This contribution describes the general approach for the successful preparation of the mono-[(CO)2PhC[triple bond, length as m-dash]W(2,6-diethyl-4,8-dimethyl-5-hydro-s-indacenedide)] (1) and homobimetallic complexes [{(CO)2PhC[triple bond, length as m-dash]W}2(2,6-diethyl-4,8-dimethyl-s-indaceneiide)] (2) in order to understand of the electronic properties allowing the intermetallic communication in this kind of systems. The s-indacene was chosen because this kind of ligands may connect two or more organometallic centers, which may have different oxidation states and allow interaction between them. The compounds derived from 1,5-dihydro-s-indacene, are obtained in high yields and are easy to manipulate, as well as selectively converting them into the corresponding mono- or dianions by means of a suitable strong base. In this context, these polyalkylated s-indacene compounds offer a unique opportunity for the synthesis of homo- and heterobimetallic complexes by a stepwise insertion of different metallic fragments.55–58 In addition, this kind of ligand of fused aromatic ring offers a planar backbone with a high delocalizability of their electron-rich π system, making it a perfect candidate for the redox fine-tuning. These molecular species was fully characterized by methods such as FT-IR, 1H-NMR, and 13C-NMR spectroscopic analysis as well as mass spectrometry. Theoretical calculations of these compounds were carried out to gain further understanding of these novel molecular systems.

2. Experimental section

2.1. General data

All manipulations were carried out under pure dinitrogen atmosphere using a Vacuum Atmospheres drybox equipped with a Model HE 493 Dri-Train purifier or a vacuum line using standard Schlenk-tube techniques. Reagent grade solvents were distilled under dinitrogen from sodium/benzophenone (tetrahydrofuran, toluene, petroleum ether) or from P2O5 (dichloromethane). The starting compounds [W[triple bond, length as m-dash]CPh(CO)2(py)2Br],39 and 2,6-diethyl-4,8-dimethyl-1,5-dihydro-s-indacene (Ic′H2)40 were prepared according to published methods. Elemental analyses (C and H) were made with a Fissions EA 1108 microanalyzer. 1H and 13C NMR spectra were recorded on Bruker AC-400, Bruker AC-200P and Bruker AC 80 Spectrometers. Chemical shifts were reported in ppm relative to residual solvents and were assigned using 2D NMR tools. All peaks reported were singlets, unless otherwise specified. Mass spectra (EI, 70 eV) were recorded on HP-5889A spectrometer. IR spectra on a Perkin-Elmer 1600 FT-IR spectrometer or Bruker Vector 22.

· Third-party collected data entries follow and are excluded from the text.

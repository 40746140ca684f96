//! End-to-end pipeline tests: raw text in, validated document out, edited
//! scene back through re-segmentation and re-validation.

use clapkit_common::export::{export_filename, to_pretty_json};
use clapkit_common::model::DocumentKind;
use clapkit_common::parse::parse_document;
use clapkit_common::reconcile::{reconcile_scene_text, UpdateStatus};
use clapkit_common::validate::{Category, Severity};

fn stage2_text() -> String {
    serde_json::json!({
        "film_id": "FILM_000777",
        "current_step": "shot_division_2A",
        "timestamp": "2025-11-03T08:00:00Z",
        "scenes": [
            {
                "scene_id": "S01",
                "scene_title": "Night Market",
                "scene_scenario": "Lanterns sway over the stalls. A vendor counts coins.",
                "concept_art_references": {
                    "characters": ["VENDOR"],
                    "location": "night_market",
                    "props": ["coins"]
                },
                "shots": [
                    {
                        "shot_id": "S01.01.01",
                        "shot_type": "regular",
                        "shot_text": "Lanterns sway over the stalls.",
                        "shot_character": [],
                        "scene": "Night Market",
                        "camera_movement": {"type": "pan", "speed": "slow", "duration": "5s"},
                        "movement_description": {"environment_move": "lantern sway"},
                        "starting_frame": {"camera_composition": "wide"},
                        "ending_frame": {"camera_composition": "wide"}
                    },
                    {
                        "shot_id": "S01.01.02",
                        "shot_type": "regular",
                        "shot_text": "A vendor counts coins.",
                        "shot_character": ["VENDOR"],
                        "scene": "Night Market",
                        "camera_movement": {"type": "push_in", "speed": "medium", "duration": "3s"},
                        "movement_description": {"environment_move": "none"},
                        "starting_frame": {"camera_composition": "medium"},
                        "ending_frame": {"camera_composition": "close"}
                    }
                ]
            }
        ]
    })
    .to_string()
}

#[test]
fn parse_validate_export_stage2() {
    let outcome = parse_document(&stage2_text());
    let document = outcome.document.expect("document should parse");
    assert_eq!(document.kind(), DocumentKind::Stage2);

    assert!(document.validate().is_empty());
    assert_eq!(export_filename(&document), "S01_edited.json");

    let exported = to_pretty_json(&document).unwrap();
    // The export must itself re-parse to an identical document
    let reparsed = parse_document(&exported);
    assert_eq!(
        reparsed.document.unwrap().value(),
        document.value()
    );
}

#[test]
fn reconcile_then_replace_then_revalidate() {
    let outcome = parse_document(&stage2_text());
    let mut document = outcome.document.unwrap();
    let scene = document.scene("S01").unwrap();

    // Merge both prior shots into one line, then add a brand new one
    let edited = "Lanterns sway over the stalls. A vendor counts coins.\nA cat slips under the counter.";
    let reconciled = reconcile_scene_text(&scene, edited);

    assert_eq!(reconciled.len(), 2);
    assert_eq!(reconciled[0].status, UpdateStatus::Merged);
    let merged_camera = reconciled[0].shot.camera_movement.as_ref().unwrap();
    assert_eq!(merged_camera.movement_type.as_deref(), Some("pan + push_in"));
    assert_eq!(merged_camera.speed.as_deref(), Some("slow / medium"));
    assert_eq!(merged_camera.duration.as_deref(), Some("5s + 3s"));
    assert_eq!(reconciled[1].status, UpdateStatus::New);

    let shots: Vec<_> = reconciled.into_iter().map(|r| r.shot).collect();
    document.replace_scene_shots("S01", &shots).unwrap();

    // Positional ids don't follow the three-part shot_id pattern, and the
    // synthesized shot lacks camera/frame blocks: the validator says so,
    // and keeps saying so deterministically.
    let diags = document.validate();
    assert!(diags
        .iter()
        .any(|d| d.path == "scenes[0].shots[0].shot_id" && d.severity == Severity::Error));
    assert!(diags
        .iter()
        .any(|d| d.path == "scenes[0].shots[1].camera_movement" && d.category == Category::Visual));
    assert_eq!(document.validate(), diags);
}

#[test]
fn reconcile_identity_round_trip_is_clean() {
    let outcome = parse_document(&stage2_text());
    let document = outcome.document.unwrap();
    let scene = document.scene("S01").unwrap();

    let joined: Vec<String> = scene.shots.iter().map(|s| s.shot_text.clone()).collect();
    let reconciled = reconcile_scene_text(&scene, &joined.join("\n"));

    assert_eq!(reconciled.len(), scene.shots.len());
    for (entry, prior) in reconciled.iter().zip(&scene.shots) {
        assert_eq!(entry.status, UpdateStatus::Unchanged);
        assert_eq!(entry.shot.shot_text, prior.shot_text);
        let before = prior.camera_movement.as_ref().unwrap();
        let after = entry.shot.camera_movement.as_ref().unwrap();
        assert_eq!(after.movement_type, before.movement_type);
        assert_eq!(after.speed, before.speed);
        assert_eq!(after.duration, before.duration);
    }
}

#[test]
fn auto_fixed_paste_still_validates() {
    // Trailing comma plus a "null" artist: both repairable
    let broken = r#"{
  "film_id": "FILM_000778",
  "current_step": "synopsis_planning",
  "timestamp": "2025-11-03T08:00:00Z",
  "film_metadata": {"title_working": "Tide", "artist": "null"},
  "current_work": {"logline": "x", "synopsis": {}},
}"#;

    let outcome = parse_document(broken);
    assert!(outcome.auto_fixed);
    assert_eq!(outcome.fix_count, 2);
    let document = outcome.document.unwrap();
    assert_eq!(document.kind(), DocumentKind::Stage1);
    // The fixed text rewrote "null" into a real null
    assert!(document.value()["film_metadata"]["artist"].is_null());
    assert!(document.validate().is_empty());
}

#[test]
fn hopeless_text_yields_positioned_diagnostic_and_no_document() {
    let broken = "{\n  \"film_id\": \"FILM_000001\"\n  \"current_step\": oops\n}";
    let outcome = parse_document(broken);
    assert!(outcome.document.is_none());
    assert!(!outcome.auto_fixed);

    let diag = &outcome.diagnostics[0];
    assert_eq!(diag.severity, Severity::Error);
    assert!(diag.line.is_some());
    assert!(diag.suggestion.as_deref().unwrap().contains("film_id"));
}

Electronic-absorption spectra were recorded using an Agilent Technologies 8453 UV-visible spectrophotometer of samples sealed in quartz cuvettes. Emission spectra were recorded on a PTI Quantmaster fluorimeter equipped with Peltier-cooled photomultiplier tube (R928) and InGaAs array detectors; emission intensities were corrected for instrument sensitivity.41 Samples for absorption and emission measurements were prepared on vacuum line, degassed with multiple freeze–pump–thaw cycles, and sealed under purified nitrogen. Emission quantum yields were determined relative to [Ru(bpy)3]Cl2 in N2-saturated H2O (ϕem = 0.063),42 using absorbance-matched reference and analyte samples; a correction for the refractive index of the solvent was applied.43 Fluorescence lifetimes were measured with a ChronosBH time-domain fluorometer (ISS, Inc.) using time-correlated single photon counting methods. The fluorometer contained Becker-Hickl SPC-130 detection electronics and an HPM-100-40 hybrid PMT detector. Tunable picosecond pulsed excitation (lex = 565 nm) was provided by a Fianium SC400 supercontinuum laser source and integrated acousto-optic tunable filter. Emission wavelengths were selected with bandpass filters (Semrock and Chroma). The instrument response function was measured to be approximately 120 ps FWHM, using a 1% scattering solution of Ludox LS colloidal silica. Lifetimes were fit though a forward convolution method using the Vinci control and analysis software of the instrument; lifetimes were fit consistently within 5%. The samples were photochemically stable for the duration of the lifetime measurements, as determined by electronic-absorption spectroscopy.

2.2. Computational details

All calculations were performed at density functional theory (DFT) level, as implemented in the Amsterdam density functional package (ADF2010).44 The relativistic scalar and spin–orbit effects were incorporated via the zeroth order regular approximation (ZORA) Hamiltonian.45,46 Uncontracted type IV basis set were employed, using triple-ζ accuracy sets of slater type orbitals (STO) with two polarization functions (TZ2P).47,48 The ground and excited states were fully optimized via generalized-gradient approximation (GGA) employing the BP86 functional using UKS formalism.49,50 The excitation energies were estimated by Time Dependent Density Functional Theory (TDDFT) using the LB94 model (van Leeuwen and Baerends) which is specially designed for the calculation of optical properties and possesses a correct 1/r asymptotic behavior.51–53 This methodology is based on the linear response formalism within the iterative Davison procedure implemented in the ADF2009 code. The calculations performed by first-principles method let to obtain accurate excitation energies. Solvent was included via COSMO model using THF as solvent.

2.3. Synthesis of [(CO)2PhC[triple bond, length as m-dash]W(η5-2,6-diethyl-4,8-dimethyl-5-hydro-s-indacenide)], [(CO)2PhC[triple bond, length as m-dash]W(Ic′H)] (1)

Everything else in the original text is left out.